According to the report, refugee flows from Tibet have been curtailed amid tightened militarised border controls and restrictions on traditional escape routes through Nepal.
“Surveillance technologies, including DNA collection, facial recognition, AI-enabled monitoring, and border surveillance, have turned Tibet and Tibetan communities in the region into some of the most closely monitored populations in the world. Dissent, including in private digital spaces, has been criminalised under an expanding legal and security framework,” it stated.
The report noted that Xi’s Sinicisation campaign that mandates religious groups align their doctrines, customs and morality with Chinese culture extends beyond Tibet, but its impact in the region is particularly severe. It stated that Chinese education policies have led to the separation of many Tibetan children from families, placing them in boarding schools and preschools, while Mandarin replaced the Tibetan language of instruction.

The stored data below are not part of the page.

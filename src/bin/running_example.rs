use std::env;
use std::process;

use log::{error, info};
use mdp_planner::model::GridCoord;
use mdp_planner::{
    render_policy_grid, GridWorld, MdpSolver, PolicyIteration, Problem, Result, SolverConfig,
    ValueIteration,
};
use rand::SeedableRng;
use rand_chacha::ChaCha8Rng;
use tracing_subscriber::EnvFilter;

const USAGE: &str = "usage: running_example [-ex | -f | -r] [-iv | -ip] [<n>] [-p]\n  \
    -ex  4 x 3 running example (default)\n  \
    -f   n x n grid, goal in the north-east corner, start in the south-west corner\n  \
    -r   n x n grid, goal and start drawn with seed n";

#[derive(Debug, Clone, Copy, PartialEq, Eq)]
enum Dataset {
    RunningExample,
    FixedGoal(i32),
    RandomGoal(i32),
}

#[derive(Debug, Clone, Copy, PartialEq, Eq)]
enum Algorithm {
    Value,
    Policy,
}

#[derive(Debug, Clone, Copy, PartialEq, Eq)]
struct Options {
    dataset: Dataset,
    algorithm: Algorithm,
    print_grid: bool,
}

fn parse_args(args: &[String]) -> std::result::Result<Options, String> {
    let mut args = args.iter().map(String::as_str).peekable();

    let mode = match args.peek() {
        Some(&m @ ("-ex" | "-f" | "-r")) => {
            args.next();
            m
        }
        _ => "-ex",
    };

    // -iv: value iteration, -ip: policy iteration
    let algorithm = match args.next() {
        None | Some("-iv") => Algorithm::Value,
        Some("-ip") => Algorithm::Policy,
        Some(other) => {
            return Err(format!(
                "parameter '{}' not recognized, choose between '-iv' or '-ip'",
                other
            ))
        }
    };

    let dataset = match mode {
        "-ex" => Dataset::RunningExample,
        _ => {
            let n = match args.next() {
                Some(n) => n
                    .parse::<i32>()
                    .ok()
                    .filter(|&n| n > 0)
                    .ok_or_else(|| format!("'{}' is not a positive grid size", n))?,
                None => return Err(format!("mode '{}' needs a grid size", mode)),
            };
            if mode == "-f" {
                Dataset::FixedGoal(n)
            } else {
                Dataset::RandomGoal(n)
            }
        }
    };

    let print_grid = match args.next() {
        None => false,
        Some("-p") => true,
        Some(other) => return Err(format!("parameter '{}' not recognized", other)),
    };
    if let Some(extra) = args.next() {
        return Err(format!("parameter '{}' not recognized", extra));
    }

    Ok(Options {
        dataset,
        algorithm,
        print_grid,
    })
}

fn load(dataset: Dataset) -> Result<Problem> {
    match dataset {
        Dataset::RunningExample => GridWorld::default().with_slip(0.1).build(),
        Dataset::FixedGoal(n) => GridWorld::new(n, n, GridCoord::new(n, n))
            .with_initial(GridCoord::new(1, 1))
            .build(),
        Dataset::RandomGoal(n) => {
            let mut rng = ChaCha8Rng::seed_from_u64(n as u64);
            GridWorld::with_random_goal(n, n, &mut rng)?.build()
        }
    }
}

fn main() {
    let filter = EnvFilter::try_from_default_env().unwrap_or_else(|_| EnvFilter::new("info"));
    tracing_subscriber::fmt()
        .with_env_filter(filter)
        .with_target(false)
        .init();

    let args: Vec<String> = env::args().skip(1).collect();
    let options = match parse_args(&args) {
        Ok(options) => options,
        Err(message) => {
            error!("{}", message);
            eprintln!("{}", USAGE);
            process::exit(2);
        }
    };

    let config = SolverConfig::default();
    let solver: Box<dyn MdpSolver> = match options.algorithm {
        Algorithm::Value => Box::new(ValueIteration::new(config)),
        Algorithm::Policy => Box::new(PolicyIteration::new(config)),
    };

    let mut problem = match load(options.dataset) {
        Ok(problem) => problem,
        Err(e) => {
            error!("{}", e);
            process::exit(1);
        }
    };
    info!("{:?}: {} states", options.dataset, problem.len());

    match solver.solve(&mut problem) {
        Ok(report) => {
            info!(
                "{} time: {}ms, iterations: {}",
                report.algorithm,
                report.elapsed.as_millis(),
                report.iterations
            );
            if let Some(initial) = problem.initial() {
                let state = problem.state(initial);
                info!(
                    "expected cost from {}: {:.4}",
                    state.label(),
                    state.latest_value().unwrap_or_default()
                );
            }
        }
        Err(e) => {
            error!("{}", e);
            process::exit(1);
        }
    }

    if options.print_grid {
        print!("{}", render_policy_grid(&problem));
    }
}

“Religious practice has been curtailed: monasteries have faced raids and surveillance, images of the Dalai Lama are banned, and monks have been subjected to detention and political indoctrination. These measures are not incidental. They reflect Xi’s conviction that cultural distinctiveness is a threat to national unity,” it mentioned.
Highlighting the broader implications, the report said that since 2012–2013, Xi has transformed Tibet into a “crucible of authoritarian control”. It argued that the Chinese President’s policies of “surveillance, assimilation, securitisation, and legal warfare” are not merely domestic measures but part of strategic moves to consolidate control over China’s frontier regions and portray its “authoritarian model globally”.
“Tibet is therefore not only a human rights tragedy, but also a geopolitical warning: Xi’s Tibet is the future he envisions for contested spaces worldwide,” the report stated.(Agency)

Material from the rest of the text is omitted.